SESAME (Synchrotron-light for Experimental Science and Applications in the Middle East) is a third generation 2.5 GeV synchrotron-light source under construction in Allan (Jordan), modelled institutionally on CERN. SESAME is now a fully independent intergovernmental organisation, but UNESCO (which remains the depository of the Statutes) played a vital role in getting the project started, and has provided unfailing support thereafter. It was officially opened in 16 May 2017. SESAME aims at both:

  • Enabling world-class research in its Members in subjects ranging from biology and medical sciences through materials science, physics and chemistry to archaeology, and
  • Building scientific and cultural bridges between neighbouring countries, promoting mutual understanding and tolerance through international cooperation, and fostering a regional community of scientific users who will work together at SESAME.

The Members of SESAME are currently Cyprus, Egypt, Iran, Israel, Jordan, Pakistan, the Palestinian Authority and Turkey. The Observer countries are Brazil, China, France, Germany, Greece, Italy, Japan, Kuwait, Portugal, the Russian Federation, Spain, Sweden, Switzerland, the United Kingdom and the United States of America.

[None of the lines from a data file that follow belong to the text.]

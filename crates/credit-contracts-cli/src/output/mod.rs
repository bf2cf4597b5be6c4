pub mod csv_out;
pub mod minimal;
pub mod table;

use crate::OutputFormat;
use serde_json::Value;

/// Dispatch output to the appropriate formatter.
pub fn format_output(format: &OutputFormat, value: &Value) {
    match format {
        OutputFormat::Json => match serde_json::to_string_pretty(value) {
            Ok(s) => println!("{}", s),
            Err(e) => eprintln!("JSON serialization error: {}", e),
        },
        OutputFormat::Table => table::print_table(value),
        OutputFormat::Csv => csv_out::print_csv(value),
        OutputFormat::Minimal => minimal::print_minimal(value),
    }
}

/// The payload of a `{"result": ...}` envelope, or the value itself.
pub(crate) fn result_of(value: &Value) -> &Value {
    value
        .as_object()
        .and_then(|m| m.get("result"))
        .unwrap_or(value)
}

/// True for a non-empty array whose first element is an object; these
/// render as row tables (schedules, transitions, scenario steps).
pub(crate) fn is_row_array(value: &Value) -> bool {
    matches!(value, Value::Array(rows) if matches!(rows.first(), Some(Value::Object(_))))
}

pub(crate) fn scalar_text(value: &Value) -> String {
    match value {
        Value::String(s) => s.clone(),
        Value::Number(n) => n.to_string(),
        Value::Bool(b) => b.to_string(),
        Value::Null => String::new(),
        _ => serde_json::to_string(value).unwrap_or_default(),
    }
}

The SESAME synchrotron and 3 of its 7 Phase I beamlines are expected to be operational in 2017. These beamlines are the

  • X-ray absorption fine structure/X-ray fluorescence spectroscopy beamline for basic materials science, as well as applications in materials and environmental science on the micrometre scale;
  • Infrared spectromicroscopy beamline for molecular biology, environmental studies, materials, and archaeological sciences;
  • Materials science beamline mainly for materials science; and
  • Macro-molecular crystallography beamline for use in structural molecular biology.

UNESCO helps in fostering awareness and participation of its Member States and partners in the activity of SESAME, and in running and developing a training programme designed to set up, in the Middle East and neighbouring countries, a community of users of synchrotron radiation in many areas of basic and applied research in science and technology.